The new reality of postwar Poland: My mother works. We go to school and hope our father will come back. We wait … We don’t believe in the official news about our father’s death. We live in poverty. Mother doesn’t marry a second time. We wait. We miss our father. The war has ruined our family relationships. Mother fears for her daughters. I study at the University of Warsaw.
Association of the former prisoners of the Neuengamme concentration camp
Years pass. I decide not to believe in myths or stories which are told about the fate of Polish prisoners. I get to know the Association of the former prisoners of the Neuengamme concentration camp in Warsaw (1976) and I am accepted there. I hear about the former prisoners and their lives in this camp and its numerous satellite camps. I read books about the experiences of prisoners of other Nazi camps where other members of my family had been taken to. Many of them don’t want to talk about it.
Preserving their memory
I become an active member of the former prisoner’s association of Neuengamme and I take part in all meetings and celebrations. I start visiting the Neuengamme Concentration Camp Memorial. I received some of the items that had belonged to my father. I was elected to the executive board of the association. I feel empathy with the former prisoners of the concentration camps. In their fate I see a shadow of my father’s fate.
Each time I visit the Neuengamme Concentratin Camp Memorial. I am moved by this tragic place of Nazi crimes, and also because this is the place of death of my father. For me the House of Commemoration and the Memorial for the Warsaw Uprising are very important places. Each time I visit the Neuengamme Concentration Camp Memorial I go to these places. I am very thankful for having the chance to put down flowers there.
With interest I watch my Germans contemporaries who take a good look at the Nazi past, at the time before our civilized world. Attending the commemoration ceremonies on the occasion of the anniversary of the liberation, at the Memorial for the reception camp Wöbbelin and at the Neuengamme Concentration Camp Memorial I learn how you can change from hating other people to respect for their otherness. This is shown in a beautiful manner, emphasizing the deep reflection necessary,often through the use of art.

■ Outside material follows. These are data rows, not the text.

//! Network NBT capture
//!
//! The bridge never interprets NBT payloads (block states, actor properties); it
//! only needs to find where a tag ends so the bytes can be carried through
//! unchanged. Network NBT is little-endian with varint lengths and ints.

use bytes::{Buf, BufMut, BytesMut};
use protobridge_core::{BridgeError, Result};

const TAG_END: u8 = 0;
const TAG_BYTE: u8 = 1;
const TAG_SHORT: u8 = 2;
const TAG_INT: u8 = 3;
const TAG_LONG: u8 = 4;
const TAG_FLOAT: u8 = 5;
const TAG_DOUBLE: u8 = 6;
const TAG_BYTE_ARRAY: u8 = 7;
const TAG_STRING: u8 = 8;
const TAG_LIST: u8 = 9;
const TAG_COMPOUND: u8 = 10;
const TAG_INT_ARRAY: u8 = 11;
const TAG_LONG_ARRAY: u8 = 12;

const MAX_DEPTH: usize = 512;

/// Already-encoded network NBT root tag
#[derive(Debug, Clone, PartialEq, Eq)]
pub struct CacheableNbt(Vec<u8>);

impl CacheableNbt {
    /// An unnamed, empty compound tag
    pub fn empty_compound() -> Self {
        Self(vec![TAG_COMPOUND, 0x00, TAG_END])
    }

    /// Wrap bytes that are known to hold exactly one root tag
    pub fn from_encoded(bytes: Vec<u8>) -> Self {
        Self(bytes)
    }

    pub fn encoded(&self) -> &[u8] {
        &self.0
    }

    pub fn write(&self, buf: &mut BytesMut) {
        buf.put_slice(&self.0);
    }

    /// Read one root tag, capturing its exact bytes
    pub fn read<B: Buf>(buf: &mut B) -> Result<Self> {
        let mut capture = Capture { src: buf, out: Vec::new() };
        let tag = capture.byte()?;
        if tag == TAG_END {
            return Err(BridgeError::InvalidData("NBT root cannot be TAG_End".into()));
        }
        capture.string()?;
        capture.payload(tag, 0)?;
        Ok(Self(capture.out))
    }
}

impl Default for CacheableNbt {
    fn default() -> Self {
        Self::empty_compound()
    }
}

struct Capture<'a, B: Buf> {
    src: &'a mut B,
    out: Vec<u8>,
}

impl<B: Buf> Capture<'_, B> {
    fn take(&mut self, len: usize) -> Result<()> {
        if self.src.remaining() < len {
            return Err(BridgeError::InvalidData("Truncated NBT data".into()));
        }
        let start = self.out.len();
        self.out.resize(start + len, 0);
        self.src.copy_to_slice(&mut self.out[start..]);
        Ok(())
    }

    fn byte(&mut self) -> Result<u8> {
        self.take(1)?;
        Ok(self.out[self.out.len() - 1])
    }

    fn uvar(&mut self, max_bytes: usize) -> Result<u64> {
        let mut value = 0u64;
        for i in 0..max_bytes {
            let b = self.byte()?;
            value |= ((b & 0x7f) as u64) << (i * 7);
            if b & 0x80 == 0 {
                return Ok(value);
            }
        }
        Err(BridgeError::InvalidData("NBT varint too long".into()))
    }

    fn signed_len(&mut self) -> Result<usize> {
        let raw = self.uvar(5)? as u32;
        let len = ((raw >> 1) as i32) ^ -((raw & 1) as i32);
        usize::try_from(len).map_err(|_| BridgeError::InvalidData(format!("Negative NBT length {}", len)))
    }

    fn string(&mut self) -> Result<()> {
        let len = self.uvar(5)? as usize;
        self.take(len)
    }

    fn payload(&mut self, tag: u8, depth: usize) -> Result<()> {
        if depth > MAX_DEPTH {
            return Err(BridgeError::InvalidData("NBT nesting too deep".into()));
        }
        match tag {
            TAG_BYTE => self.take(1),
            TAG_SHORT => self.take(2),
            TAG_INT => self.uvar(5).map(|_| ()),
            TAG_LONG => self.uvar(10).map(|_| ()),
            TAG_FLOAT => self.take(4),
            TAG_DOUBLE => self.take(8),
            TAG_BYTE_ARRAY => {
                let len = self.signed_len()?;
                self.take(len)
            }
            TAG_STRING => self.string(),
            TAG_LIST => {
                let element = self.byte()?;
                let len = self.signed_len()?;
                if element == TAG_END && len > 0 {
                    return Err(BridgeError::InvalidData("NBT list of TAG_End".into()));
                }
                for _ in 0..len {
                    self.payload(element, depth + 1)?;
                }
                Ok(())
            }
            TAG_COMPOUND => loop {
                let child = self.byte()?;
                if child == TAG_END {
                    return Ok(());
                }
                self.string()?;
                self.payload(child, depth + 1)?;
            },
            TAG_INT_ARRAY => {
                let len = self.signed_len()?;
                for _ in 0..len {
                    self.uvar(5)?;
                }
                Ok(())
            }
            TAG_LONG_ARRAY => {
                let len = self.signed_len()?;
                for _ in 0..len {
                    self.uvar(10)?;
                }
                Ok(())
            }
            other => Err(BridgeError::InvalidData(format!("Unknown NBT tag type {}", other))),
        }
    }
}

#[cfg(test)]
mod tests {
    use super::*;

    #[test]
    fn test_empty_compound_capture() {
        let mut buf = BytesMut::from(&[0x0a, 0x00, 0x00, 0xff][..]);
        let nbt = CacheableNbt::read(&mut buf).unwrap();
        assert_eq!(nbt, CacheableNbt::empty_compound());
        // trailing byte untouched
        assert_eq!(&buf[..], &[0xff]);
    }

    #[test]
    fn test_nested_compound_capture() {
        // {"name": "minecraft:stone", "states": {"stone_type": "granite"}, "version": 17959425}
        let mut encoded = BytesMut::new();
        encoded.put_slice(&[TAG_COMPOUND, 0x00]);
        encoded.put_slice(&[TAG_STRING, 4]);
        encoded.put_slice(b"name");
        encoded.put_u8(15);
        encoded.put_slice(b"minecraft:stone");
        encoded.put_slice(&[TAG_COMPOUND, 6]);
        encoded.put_slice(b"states");
        encoded.put_slice(&[TAG_STRING, 10]);
        encoded.put_slice(b"stone_type");
        encoded.put_u8(7);
        encoded.put_slice(b"granite");
        encoded.put_u8(TAG_END);
        encoded.put_slice(&[TAG_INT, 7]);
        encoded.put_slice(b"version");
        encoded.put_slice(&[0x82, 0x80, 0x90, 0x11]);
        encoded.put_slice(&[TAG_LIST, 4]);
        encoded.put_slice(b"list");
        encoded.put_slice(&[TAG_BYTE, 4, 1, 2]);
        encoded.put_u8(TAG_END);

        let expected = encoded.to_vec();
        let nbt = CacheableNbt::read(&mut encoded).unwrap();
        assert_eq!(nbt.encoded(), &expected[..]);
        assert!(encoded.is_empty());
    }

    #[test]
    fn test_truncated_nbt_is_rejected() {
        let mut buf = BytesMut::from(&[0x0a, 0x00, TAG_STRING, 4, b'n'][..]);
        assert!(CacheableNbt::read(&mut buf).is_err());
    }
}
//! Inbound decoding for legacy clients
//!
//! Legacy clients report a flying toggle through adventure settings, which the
//! canonical protocol expresses as a request to change the flying ability. All
//! other serverbound kinds the bridge looks into share their layout.

use super::abilities::request_ability_from_adventure_settings;
use crate::context::SerializerContext;
use crate::info::PacketKind;
use crate::legacy::AdventureSettingsPacket;
use crate::packets::{ensure_consumed, read_packet_header, ServerboundPacket};
use bytes::Bytes;
use protobridge_core::Result;

/// Decode one packet sent by a legacy client into its canonical form
pub fn decode_legacy_serverbound(mut buf: Bytes, context: &SerializerContext) -> Result<ServerboundPacket> {
    let id = read_packet_header(&mut buf)?;
    if id == PacketKind::AdventureSettings.id() {
        let settings = AdventureSettingsPacket::read(&mut buf)?;
        ensure_consumed(&buf, id)?;
        return Ok(ServerboundPacket::RequestAbility(request_ability_from_adventure_settings(&settings)));
    }
    ServerboundPacket::decode_body(id, buf, context)
}
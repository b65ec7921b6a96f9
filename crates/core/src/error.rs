//! Core error types for the protocol bridge

#[derive(thiserror::Error, Debug)]
pub enum BridgeError {
    /// A canonical packet is missing a field its translator requires.
    /// Indicates a producer bug; the offending connection gets disconnected.
    #[error("Malformed input: {0}")]
    MalformedInput(String),

    /// Protocol state misuse (version queried before handshake, or set twice)
    #[error("Invalid state: {0}")]
    InvalidState(String),

    #[error("Protocol error: {0}")]
    Protocol(String),

    #[error("IO error: {0}")]
    Io(#[from] std::io::Error),

    #[error("Network error: {0}")]
    Network(String),

    #[error("Compression error: {0}")]
    Compression(String),

    #[error("Configuration error: {0}")]
    Config(String),

    #[error("Not found: {0}")]
    NotFound(String),

    #[error("Invalid data: {0}")]
    InvalidData(String),
}

impl BridgeError {
    /// Whether this error means the remote peer sent bytes we can't accept,
    /// as opposed to a local failure.
    pub fn is_bad_packet(&self) -> bool {
        matches!(self, Self::InvalidData(_) | Self::Protocol(_))
    }
}

pub type Result<T> = std::result::Result<T, BridgeError>;
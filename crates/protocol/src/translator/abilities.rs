//! Abilities <-> adventure settings mapping
//!
//! Permission levels map 1:1. Boolean abilities of the base layer map onto the
//! adventure settings flags listed in [`ABILITY_FLAGS`]; abilities with no flag
//! (invulnerable, instabuild, lightning) and the speeds are dropped going to
//! legacy and take defaults coming back.

use super::expect_variant;
use crate::legacy::adventure::{self, AdventureSettingsPacket};
use crate::legacy::LegacyPacket;
use crate::packets::{AbilityValue, ClientboundPacket, RequestAbilityPacket};
use crate::types::abilities::*;
use protobridge_core::Result;
use std::collections::BTreeMap;

/// Base-layer ability id and the adventure settings flag carrying it
pub const ABILITY_FLAGS: [(u8, u32); 13] = [
    (ABILITY_BUILD, adventure::BUILD),
    (ABILITY_MINE, adventure::MINE),
    (ABILITY_DOORS_AND_SWITCHES, adventure::DOORS_AND_SWITCHES),
    (ABILITY_OPEN_CONTAINERS, adventure::OPEN_CONTAINERS),
    (ABILITY_ATTACK_PLAYERS, adventure::ATTACK_PLAYERS),
    (ABILITY_ATTACK_MOBS, adventure::ATTACK_MOBS),
    (ABILITY_OPERATOR, adventure::OPERATOR),
    (ABILITY_TELEPORT, adventure::TELEPORT),
    (ABILITY_FLYING, adventure::FLYING),
    (ABILITY_ALLOW_FLIGHT, adventure::ALLOW_FLIGHT),
    (ABILITY_NO_CLIP, adventure::NO_CLIP),
    (ABILITY_WORLD_BUILDER, adventure::WORLD_BUILDER),
    (ABILITY_MUTED, adventure::MUTED),
];

pub fn adventure_settings_from_abilities(data: &AbilitiesData) -> AdventureSettingsPacket {
    let mut settings = AdventureSettingsPacket::new(
        data.command_permission,
        data.player_permission,
        data.target_actor_unique_id,
    );
    if let Some(base) = data.base_layer() {
        for (ability, flag) in ABILITY_FLAGS {
            settings.set_flag(flag, base.ability(ability));
        }
    }
    settings
}

pub fn abilities_from_adventure_settings(settings: &AdventureSettingsPacket) -> AbilitiesData {
    let bool_abilities: BTreeMap<u8, bool> = ABILITY_FLAGS
        .into_iter()
        .map(|(ability, flag)| (ability, settings.get_flag(flag)))
        .collect();
    AbilitiesData::new(
        settings.command_permission,
        settings.player_permission,
        settings.target_actor_unique_id,
        vec![AbilitiesLayer::new(
            LAYER_BASE,
            bool_abilities,
            Some(DEFAULT_FLY_SPEED),
            Some(DEFAULT_WALK_SPEED),
        )],
    )
}

pub(super) fn translate_update_abilities(packet: &ClientboundPacket) -> Result<LegacyPacket> {
    let packet = expect_variant!(packet, UpdateAbilities);
    packet.data.validate()?;
    Ok(LegacyPacket::AdventureSettings(adventure_settings_from_abilities(&packet.data)))
}

/// Canonical counterpart of a flying toggle sent by a legacy client
pub fn request_ability_from_adventure_settings(settings: &AdventureSettingsPacket) -> RequestAbilityPacket {
    RequestAbilityPacket {
        ability_id: ABILITY_FLYING as i32,
        value: AbilityValue::Bool(settings.get_flag(adventure::FLYING)),
    }
}
//! Start game translation

use super::expect_variant;
use crate::legacy::{LegacyLevelSettings, LegacyPacket};
use crate::packets::ClientboundPacket;
use protobridge_core::Result;

pub(super) fn translate_start_game(packet: &ClientboundPacket) -> Result<LegacyPacket> {
    let packet = expect_variant!(packet, StartGame);
    Ok(LegacyPacket::StartGame(Box::new(
        packet.map_level_settings(|settings| LegacyLevelSettings::from(settings)),
    )))
}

To remember the former prisoners in the future, it could help to provide information ion flyers and in exhibitions also in different languages. To spread knowledge about the Neuengamme concentration camp the Memorial could send packages of information to the memorials in the prisoners‘ countries of origin and the transit camps from where they were transported to the Neuengamme concentration camp (for example, Auschwitz in Poland). There should also be offered lessons in museums, adapted to the age of the students,where they receive material to take home, texts and illustrative pictures from the archives to be able to reflect everything when the moment has come.